# Free falling objects

• pberardi

## Homework Statement

The height of a helicopter above the ground is given by h = 3.00t^2, where h is in meters and t is in seconds. After 2.00s the helicopter releases a small mailbag. How long after its release does the mailbag reach the ground

## Homework Equations

Xf = Xi + VxT + .5at^2

## The Attempt at a Solution

h = 24
a = -9.8

0 = 24 + 24t + .5(-9.8)t^2
t = 5.7

## Homework Statement

The height of a helicopter above the ground is given by h = 3.00t^2, where h is in meters and t is in seconds. After 2.00s the helicopter releases a small mailbag. How long after its release does the mailbag reach the ground

## Homework Equations

Xf = Xi + VxT + .5at^2

## The Attempt at a Solution

h = 24
a = -9.8

0 = 24 + 24t + .5(-9.8)t^2
t = 5.7

Wouldn't the initial height be 12? 2^2*3 = 12?

Also, do you do physics with calculus?
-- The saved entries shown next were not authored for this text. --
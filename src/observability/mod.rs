//! Observability subsystem.
//!
//! # Data Flow
//! ```text
//! negotiation / routing produce:
//!     → tracing events (requested, matched, rejection reason)
//!     → metrics.rs (negotiation outcomes, route decisions)
//!
//! Consumers:
//!     → logging.rs subscriber (stdout)
//!     → Prometheus scrape endpoint (optional)
//! ```
//!
//! # Design Decisions
//! - Structured fields, never formatted strings, for request data
//! - Metric updates are no-ops until a recorder is installed

pub mod logging;
pub mod metrics;
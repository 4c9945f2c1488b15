//! Version-gated API server.
//!
//! ```text
//!     Client Request
//!     ──────────────▶ TraceLayer ─▶ Timeout ─▶ negotiate_version ─┬─▶ handler
//!                                                                 │   (RequestVersion attached)
//!                                                                 └─▶ 400 / forwarded error
//! ```

use std::path::PathBuf;

use clap::Parser;
use tokio::net::TcpListener;

use version_gate::config::load_config;
use version_gate::lifecycle::signals;
use version_gate::observability::{logging, metrics};
use version_gate::HttpServer;

#[derive(Parser)]
#[command(name = "version-gate")]
#[command(about = "Serve an API with request-version negotiation", long_about = None)]
struct Cli {
    /// Path to the TOML configuration file.
    #[arg(short, long)]
    config: PathBuf,

    /// Override `listener.bind_address`.
    #[arg(short, long)]
    bind: Option<String>,
}

#[tokio::main]
async fn main() -> Result<(), Box<dyn std::error::Error>> {
    let cli = Cli::parse();

    let mut config = load_config(&cli.config)?;
    if let Some(bind) = cli.bind {
        config.listener.bind_address = bind;
    }

    logging::init_logging(&config.observability.log_level);
    tracing::info!("version-gate v{} starting", env!("CARGO_PKG_VERSION"));

    tracing::info!(
        bind_address = %config.listener.bind_address,
        request_timeout_secs = config.timeouts.request_secs,
        "Configuration loaded"
    );

    if config.observability.metrics_enabled {
        match config.observability.metrics_address.parse() {
            Ok(addr) => metrics::init_metrics(addr),
            Err(_) => tracing::error!(
                metrics_address = %config.observability.metrics_address,
                "Failed to parse metrics address"
            ),
        }
    }

    let listener = TcpListener::bind(&config.listener.bind_address).await?;
    tracing::info!(address = %listener.local_addr()?, "Listening for connections");

    let server = HttpServer::new(config)?;
    server.run(listener, signals::ctrl_c()).await?;

    tracing::info!("Shutdown complete");
    Ok(())
}
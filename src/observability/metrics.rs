//! Metrics collection and exposition.
//!
//! # Metrics
//! - `version_negotiation_total` (counter): negotiations by `outcome`
//!   (`matched`, `missing`, `unsatisfied`)
//! - `version_route_decisions_total` (counter): exact-version route
//!   decisions by `decision` (`continue`, `delegate`)

use std::net::SocketAddr;

use metrics::counter;
use metrics_exporter_prometheus::PrometheusBuilder;

/// Start the Prometheus exporter on `addr`. Must run inside a Tokio runtime.
pub fn init_metrics(addr: SocketAddr) {
    match PrometheusBuilder::new().with_http_listener(addr).install() {
        Ok(()) => tracing::info!(address = %addr, "Metrics exporter listening"),
        Err(e) => tracing::error!(error = %e, "Failed to install metrics exporter"),
    }
}

pub fn record_negotiation(outcome: &'static str) {
    counter!("version_negotiation_total", "outcome" => outcome).increment(1);
}

pub fn record_route_decision(decision: &'static str) {
    counter!("version_route_decisions_total", "decision" => decision).increment(1);
}
//! Configuration validation.
//!
//! # Responsibilities
//! - Semantic validation (serde handles syntactic)
//! - Validate addresses and timeouts
//! - Validate the negotiation options
//!
//! # Design Decisions
//! - Returns all validation errors, not just first
//! - Pure function: &ServerConfig → Result<(), Vec<ValidationError>>

use std::net::SocketAddr;

use crate::config::schema::ServerConfig;
use crate::negotiation::ConfigError;

/// A single semantic problem in a server configuration.
#[derive(Debug, Clone, PartialEq, Eq, thiserror::Error)]
pub enum ValidationError {
    #[error("invalid bind_address '{0}'")]
    BindAddress(String),

    #[error("invalid metrics_address '{0}'")]
    MetricsAddress(String),

    #[error("request_secs must be greater than 0")]
    ZeroTimeout,

    #[error("negotiation: {0}")]
    Negotiation(#[from] ConfigError),
}

/// Check a loaded configuration, collecting every problem found.
pub fn validate_config(config: &ServerConfig) -> Result<(), Vec<ValidationError>> {
    let mut errors = Vec::new();

    if config.listener.bind_address.parse::<SocketAddr>().is_err() {
        errors.push(ValidationError::BindAddress(config.listener.bind_address.clone()));
    }

    if config.observability.metrics_enabled
        && config.observability.metrics_address.parse::<SocketAddr>().is_err()
    {
        errors.push(ValidationError::MetricsAddress(
            config.observability.metrics_address.clone(),
        ));
    }

    if config.timeouts.request_secs == 0 {
        errors.push(ValidationError::ZeroTimeout);
    }

    if let Err(e) = config.negotiation_config() {
        errors.push(e.into());
    }

    if errors.is_empty() {
        Ok(())
    } else {
        Err(errors)
    }
}
use alloc::boxed::Box;
use core::{future::Future, pin::Pin};

#[cfg(feature = "thread_safe")]
pub(crate) type BoxFuture<'a, T> = Pin<Box<dyn Future<Output = T> + Send + 'a>>;

#[cfg(not(feature = "thread_safe"))]
pub(crate) type BoxFuture<'a, T> = Pin<Box<dyn Future<Output = T> + 'a>>;
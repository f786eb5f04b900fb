use alloc::{string::String, vec::Vec};

use super::callable::AsyncCallable;
use crate::{
    config::Config,
    instance::Instance,
    utils::thread_safety::{RcThreadSafety, SendSafety, SyncSafety},
};

#[derive(Clone)]
pub(crate) enum AsyncProvider {
    Value(Instance),
    Factory(AsyncCallable),
    Constructor(AsyncCallable),
}

impl AsyncProvider {
    pub(crate) fn annotated(self, config: &Config) -> Self {
        match self {
            Self::Factory(callable) => Self::Factory(callable.annotated(config.annotator())),
            Self::Constructor(callable) => Self::Constructor(callable.annotated(config.annotator())),
            provider => provider,
        }
    }
}

/// Declarations of named async providers.
#[derive(Clone)]
pub struct AsyncModule {
    pub(crate) providers: RcThreadSafety<Vec<(String, AsyncProvider)>>,
}

impl AsyncModule {
    #[inline]
    #[must_use]
    pub fn builder() -> AsyncModuleBuilder {
        AsyncModuleBuilder::default()
    }

    pub fn names(&self) -> impl Iterator<Item = &str> {
        self.providers.iter().map(|(name, _)| name.as_str())
    }
}

#[derive(Default)]
pub struct AsyncModuleBuilder {
    providers: Vec<(String, AsyncProvider)>,
}

impl AsyncModuleBuilder {
    #[must_use]
    pub fn value<T: SendSafety + SyncSafety + 'static>(mut self, name: impl Into<String>, value: T) -> Self {
        self.providers.push((name.into(), AsyncProvider::Value(Instance::new(value))));
        self
    }

    #[must_use]
    pub fn factory(mut self, name: impl Into<String>, callable: AsyncCallable) -> Self {
        self.providers.push((name.into(), AsyncProvider::Factory(callable)));
        self
    }

    /// Declares a constructor, a returned [`Instance`] is used as is.
    #[must_use]
    pub fn constructor(mut self, name: impl Into<String>, callable: AsyncCallable) -> Self {
        self.providers.push((name.into(), AsyncProvider::Constructor(callable)));
        self
    }

    #[inline]
    #[must_use]
    pub fn build(self) -> AsyncModule {
        AsyncModule {
            providers: RcThreadSafety::new(self.providers),
        }
    }
}
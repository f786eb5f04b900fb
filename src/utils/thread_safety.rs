#[cfg(feature = "thread_safe")]
mod thread_safe {
    use alloc::{
        boxed::Box,
        sync::{Arc, Weak},
    };
    use core::any::Any;

    pub trait SendSafety: Send {}
    pub trait SyncSafety: Sync {}

    impl<T: Send> SendSafety for T {}
    impl<T: Sync> SyncSafety for T {}

    pub type RcThreadSafety<T> = Arc<T>;
    pub type WeakThreadSafety<T> = Weak<T>;
    pub type RcAnyThreadSafety = RcThreadSafety<dyn Any + Send + Sync>;
    pub type BoxAnyThreadSafety = Box<dyn Any + Send + Sync>;
}

#[cfg(not(feature = "thread_safe"))]
mod thread_unsafe {
    use alloc::{
        boxed::Box,
        rc::{Rc, Weak},
    };
    use core::any::Any;

    pub trait SendSafety {}
    pub trait SyncSafety {}

    impl<T> SendSafety for T {}
    impl<T> SyncSafety for T {}

    pub type RcThreadSafety<T> = Rc<T>;
    pub type WeakThreadSafety<T> = Weak<T>;
    pub type RcAnyThreadSafety = RcThreadSafety<dyn Any>;
    pub type BoxAnyThreadSafety = Box<dyn Any>;
}

#[cfg(feature = "thread_safe")]
pub use thread_safe::{RcThreadSafety, SendSafety, SyncSafety};
#[cfg(feature = "thread_safe")]
pub(crate) use thread_safe::{BoxAnyThreadSafety, RcAnyThreadSafety, WeakThreadSafety};

#[cfg(not(feature = "thread_safe"))]
pub use thread_unsafe::{RcThreadSafety, SendSafety, SyncSafety};
#[cfg(not(feature = "thread_safe"))]
pub(crate) use thread_unsafe::{BoxAnyThreadSafety, RcAnyThreadSafety, WeakThreadSafety};
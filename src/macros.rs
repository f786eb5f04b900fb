#[rustfmt::skip]
macro_rules! all_the_tuples {
    ($name:ident) => {
        $name!([]);
        $name!([T1]);
        $name!([T1, T2]);
        $name!([T1, T2, T3]);
        $name!([T1, T2, T3, T4]);
        $name!([T1, T2, T3, T4, T5]);
        $name!([T1, T2, T3, T4, T5, T6]);
        $name!([T1, T2, T3, T4, T5, T6, T7]);
        $name!([T1, T2, T3, T4, T5, T6, T7, T8]);
        $name!([T1, T2, T3, T4, T5, T6, T7, T8, T9]);
        $name!([T1, T2, T3, T4, T5, T6, T7, T8, T9, T10]);
        $name!([T1, T2, T3, T4, T5, T6, T7, T8, T9, T10, T11]);
        $name!([T1, T2, T3, T4, T5, T6, T7, T8, T9, T10, T11, T12]);
    };
}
If so, you could take the derivative of the height function to get the velocity function, and simply plug in for t. If not, you can only get the average velocity, which won't do you any good in this problem, since the helicopter is accelerating.

I am sorry, my mistake. I did do the calculus. But I wrote the height function incorrectly. It is supposed to be h = 3t^3

So based on this new information, is it correct?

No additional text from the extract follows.